# Hedgehog repellant



## Slackey

Ok so you are probably thinking why would I want to repel hedgehogs from my garden. They are wonderful gentle creatures and are in fact good for the garden.

The problem is my garden is quite large and we back on to fields. At night when I let my dog out he finds hedgehogs. Now he does not hurt them but does seem to want to play with them. He does pick them up in his mouth and run with them, I think he thinks it is a game.

I always get the hogs from him and then check them over for any injuries (never found any damage) and then real ease them out of the garden. I even have a torch and glove in a drawer in the kitchen so I can go and retrieve the poor blighters quickly.

This is happening every night and it is all sizes of hogs he is finding. He never finds them during the day so either they are hiding well or they are coming in somehow when dark.

I want to repel them if I can for the sake of both the hogs, the dog.... Oh and my sanity.

So does anyone know of anything that will repel them? I have a large fence line and will check this weekend for gaps etc but wondered if there is anything else I can do?


----------



## feorag

First of all hedgehogs are nocturnal, so will be sleeping through the day and that's why he's not finding them during the day.

If your fence is solid and set into the ground then the hedgehogs are living and nesting in your garden. Is there a reason why you want to be rid of them other than letting your dog out into your garden at night?? Can you not just let the dog have the run of the garden during the day and take him out for a walk in the evening? That's what I'd do.


----------



## sarahc

I had an adult and babies set up home under my raised ferret run.The dogs were a menace to them and I had to stop letting them out at night as once they were hedgehog aware the excitement of night hunting accelerated.Fortunately after spending autumn and winter under there they moved on.


----------



## Slackey

feorag said:


> First of all hedgehogs are nocturnal, so will be sleeping through the day and that's why he's not finding them during the day.
> 
> If your fence is solid and set into the ground then the hedgehogs are living and nesting in your garden. Is there a reason why you want to be rid of them other than letting your dog out into your garden at night?? Can you not just let the dog have the run of the garden during the day and take him out for a walk in the evening? That's what I'd do.

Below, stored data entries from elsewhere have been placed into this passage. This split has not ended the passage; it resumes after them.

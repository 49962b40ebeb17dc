use serde::{Deserialize, Serialize};
use std::fmt;
use thiserror::Error;

/// 0x-prefixed hex string (e.g. "0x1234...").
pub type Hex = String;

/// Oracle request SDK error types.
#[derive(Debug, Error)]
pub enum OraqError {
    #[error("invalid hex string: {0}")]
    InvalidHex(String),

    #[error("invalid address: {0}")]
    InvalidAddress(String),

    #[error("invalid request id: {0}")]
    InvalidRequestId(String),

    #[error("rpc error: {0}")]
    Rpc(String),

    #[error("transaction reverted: {0}")]
    Reverted(String),

    #[error("receipt missing expected log: log index {log_index}, topic index {topic_index}")]
    MissingLog { log_index: usize, topic_index: usize },

    #[error("abi decode error: {0}")]
    AbiDecode(String),

    #[error("precondition failed: {0}")]
    Precondition(String),

    #[error("configuration error: {0}")]
    Config(String),

    #[error("{0}")]
    Other(String),
}

pub type Result<T> = std::result::Result<T, OraqError>;

/// A 20-byte EVM account or contract address, stored 0x-prefixed and lowercased.
#[derive(Debug, Clone, PartialEq, Eq, Hash, Serialize)]
#[serde(transparent)]
pub struct Address(String);

impl<'de> Deserialize<'de> for Address {
    fn deserialize<D: serde::Deserializer<'de>>(deserializer: D) -> std::result::Result<Self, D::Error> {
        let s = String::deserialize(deserializer)?;
        Address::parse(&s).map_err(serde::de::Error::custom)
    }
}

impl Address {
    /// Parse and normalize a 0x-prefixed 40-hex-char address.
    pub fn parse(s: &str) -> Result<Self> {
        let body = s
            .strip_prefix("0x")
            .ok_or_else(|| OraqError::InvalidAddress(format!("missing 0x prefix: {}", s)))?;
        if body.len() != 40 || !body.chars().all(|c| c.is_ascii_hexdigit()) {
            return Err(OraqError::InvalidAddress(s.to_string()));
        }
        Ok(Self(format!("0x{}", body.to_ascii_lowercase())))
    }

    pub fn as_str(&self) -> &str {
        &self.0
    }

    /// The 20 raw bytes.
    pub fn to_bytes(&self) -> [u8; 20] {
        let mut out = [0u8; 20];
        // Validated at construction, decode cannot fail.
        if let Ok(bytes) = hex::decode(&self.0[2..]) {
            out.copy_from_slice(&bytes);
        }
        out
    }
}

impl fmt::Display for Address {
    fn fmt(&self, f: &mut fmt::Formatter<'_>) -> fmt::Result {
        f.write_str(&self.0)
    }
}

/// Opaque 32-byte request identifier, assigned by the chain at submission.
///
/// Extracted from an indexed event topic; immutable once assigned.
#[derive(Debug, Clone, Copy, PartialEq, Eq, Hash)]
pub struct RequestId([u8; 32]);

impl RequestId {
    /// Parse a request id from a 0x-prefixed 64-hex-char log topic.
    pub fn from_topic(topic: &str) -> Result<Self> {
        let body = topic
            .strip_prefix("0x")
            .ok_or_else(|| OraqError::InvalidRequestId(format!("missing 0x prefix: {}", topic)))?;
        let bytes =
            hex::decode(body).map_err(|e| OraqError::InvalidRequestId(e.to_string()))?;
        if bytes.len() != 32 {
            return Err(OraqError::InvalidRequestId(format!(
                "expected 32 bytes, got {}",
                bytes.len()
            )));
        }
        let mut out = [0u8; 32];
        out.copy_from_slice(&bytes);
        Ok(Self(out))
    }

    pub fn as_bytes(&self) -> &[u8; 32] {
        &self.0
    }

    pub fn to_hex(&self) -> Hex {
        format!("0x{}", hex::encode(self.0))
    }
}

impl fmt::Display for RequestId {
    fn fmt(&self, f: &mut fmt::Formatter<'_>) -> fmt::Result {
        f.write_str(&self.to_hex())
    }
}

impl Serialize for RequestId {
    fn serialize<S: serde::Serializer>(&self, serializer: S) -> std::result::Result<S::Ok, S::Error> {
        serializer.serialize_str(&self.to_hex())
    }
}

impl<'de> Deserialize<'de> for RequestId {
    fn deserialize<D: serde::Deserializer<'de>>(deserializer: D) -> std::result::Result<Self, D::Error> {
        let s = String::deserialize(deserializer)?;
        RequestId::from_topic(&s).map_err(serde::de::Error::custom)
    }
}

/// On-chain request status as reported by the router's status accessor.
///
/// The contract returns `1` while a request is open; any other value means the
/// request has been fulfilled (or cancelled on-chain, which the accessor does
/// not distinguish).
#[derive(Debug, Clone, Copy, PartialEq, Eq, Serialize, Deserialize)]
pub enum RequestStatus {
    Requested,
    Fulfilled,
}

impl RequestStatus {
    pub fn from_status_code(code: u128) -> Self {
        if code == 1 {
            RequestStatus::Requested
        } else {
            RequestStatus::Fulfilled
        }
    }

    pub fn is_open(&self) -> bool {
        matches!(self, RequestStatus::Requested)
    }
}

/// Parse a hex string to a big-endian byte array.
pub fn hex_to_bytes(hex_str: &str) -> Result<Vec<u8>> {
    let hex_str = hex_str.strip_prefix("0x").unwrap_or(hex_str);
    hex::decode(hex_str).map_err(|e| OraqError::InvalidHex(e.to_string()))
}

/// Convert bytes to a 0x-prefixed hex string.
pub fn bytes_to_hex(bytes: &[u8]) -> Hex {
    format!("0x{}", hex::encode(bytes))
}

/// Parse a 0x-prefixed hex quantity into a u128.
///
/// Values wider than 128 bits are rejected rather than truncated.
pub fn hex_to_u128(hex_str: &str) -> Result<u128> {
    let body = hex_str.strip_prefix("0x").unwrap_or(hex_str);
    let body = body.trim_start_matches('0');
    if body.is_empty() {
        return Ok(0);
    }
    u128::from_str_radix(body, 16).map_err(|e| OraqError::InvalidHex(e.to_string()))
}

/// Convert a u128 to a 0x-prefixed hex quantity.
pub fn u128_to_hex(value: u128) -> Hex {
    format!("0x{:x}", value)
}

/// Normalize a hex quantity for comparison: lowercase, no leading zeros.
///
/// Works for values of any width, so 256-bit fees compare correctly without
/// narrowing.
pub fn normalize_uint_hex(hex_str: &str) -> Hex {
    let body = hex_str.strip_prefix("0x").unwrap_or(hex_str);
    let body = body.trim_start_matches('0');
    if body.is_empty() {
        "0x0".to_string()
    } else {
        format!("0x{}", body.to_ascii_lowercase())
    }
}

#[cfg(test)]
mod tests {
    use super::*;

    #[test]
    fn address_parse_normalizes_case() {
        let a = Address::parse("0xABCDEF0123456789abcdef0123456789ABCDEF01").unwrap();
        assert_eq!(a.as_str(), "0xabcdef0123456789abcdef0123456789abcdef01");
    }

    #[test]
    fn address_parse_rejects_bad_input() {
        assert!(Address::parse("abcdef0123456789abcdef0123456789abcdef01").is_err());
        assert!(Address::parse("0x1234").is_err());
        assert!(Address::parse("0xzzcdef0123456789abcdef0123456789abcdef01").is_err());
    }

    #[test]
    fn request_id_roundtrip() {
        let topic = format!("0x{}", "ab".repeat(32));
        let id = RequestId::from_topic(&topic).unwrap();
        assert_eq!(id.to_hex(), topic);
    }

    #[test]
    fn request_id_rejects_wrong_length() {
        assert!(RequestId::from_topic("0x1234").is_err());
        assert!(RequestId::from_topic(&format!("0x{}", "ab".repeat(33))).is_err());
        assert!(RequestId::from_topic(&"ab".repeat(32)).is_err());
    }

    #[test]
    fn status_code_one_is_requested() {
        assert_eq!(RequestStatus::from_status_code(1), RequestStatus::Requested);
        assert_eq!(RequestStatus::from_status_code(0), RequestStatus::Fulfilled);
        assert_eq!(RequestStatus::from_status_code(2), RequestStatus::Fulfilled);
    }

    #[test]
    fn hex_quantity_helpers() {
        assert_eq!(hex_to_u128("0x0").unwrap(), 0);
        assert_eq!(hex_to_u128("0x00").unwrap(), 0);
        assert_eq!(hex_to_u128("0x3b9aca00").unwrap(), 1_000_000_000);
        assert_eq!(u128_to_hex(255), "0xff");
        assert!(hex_to_u128(&format!("0x{}", "f".repeat(64))).is_err());
    }

    #[test]
    fn normalize_uint_hex_strips_zeros() {
        assert_eq!(normalize_uint_hex("0x000001"), "0x1");
        assert_eq!(normalize_uint_hex("0x0"), "0x0");
        assert_eq!(normalize_uint_hex("0x00"), "0x0");
        assert_eq!(normalize_uint_hex("0x0AB"), "0xab");
        assert_eq!(
            normalize_uint_hex(&format!("0x{}", "F".repeat(64))),
            format!("0x{}", "f".repeat(64))
        );
    }
}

I know Hedgehogs are nocturnal and this why he is only finding them at night. The dog has the run of the garden all day and gets walked twice a day mornings and night, however he still needs to go out later in the evening to do his business, unfortunately I have not trained him how to use the toilet:bash:

I don't think they are nesting I the garden or he would be find them or at least smell them and be alerted to the nest area during the day. I am going to check my fence line tomorrow for access points.



sarahc said:


> I had an adult and babies set up home under my raised ferret run.The dogs were a menace to them and I had to stop letting them out at night as once they were hedgehog aware the excitement of night hunting accelerated.Fortunately after spending autumn and winter under there they moved on.


I am kind of hoping that they will eventually get the hint and stop coming in, last thing I want is for one to get hurt.


----------



## feorag

My suggestion was that you walk him around the block last thing at night instead of letting him out in the garden?


----------



## Zerox Z21

Based on your layout, perhaps you can restrain him within the portion of the garden nearest the house via temporary fencing (like a stretched out puppy cage) or something?


----------



## Slackey

Zerox Z21 said:


> Based on your layout, perhaps you can restrain him within the portion of the garden nearest the house via temporary fencing (like a stretched out puppy cage) or something?


I am looking at sectioning a small part of the garden off for him (about 20ft x 80ft) I plan on using palisade fencing and if need be I will put a mesh along the bottom to stop the hogs getting in that part. Ii just need to lay a slabbed area of about 12' x 12' for his kennel and then make the fencing and we are off:lol2:

There has not been any for a few days now anyway, either he has lost interest or it is starting to get to cold for them.


----------



## feorag

Yes pretty soon they'll begin hibernating and your dog can have free run of the garden, but I'm pleased that you're going to fence off an area for him (lucky you have a garden that size) because often when they come out of hibernation they can be a bit disoriented and are easy game and then there's the resulting babies in late spring. :whistling2:


----------



## Slackey

feorag said:


> Yes pretty soon they'll begin hibernating and your dog can have free run of the garden, but I'm pleased that you're going to fence off an area for him (lucky you have a garden that size) because often when they come out of hibernation they can be a bit disoriented and are easy game and then there's the resulting babies in late spring. :whistling2:


It will not be sorted overnight, but it will be done before they come out of hibernation.

We are very fortunate that we have a big enough garden that we can section a good sized plot for the dog and it still leaves us a significant space.:whistling2:


----------



## NickBenger

Why don't you just keep the dog on a short, clip on lead and walk him around the garden for him to go to the toilet. Then you can avoid any hedgehogs.


----------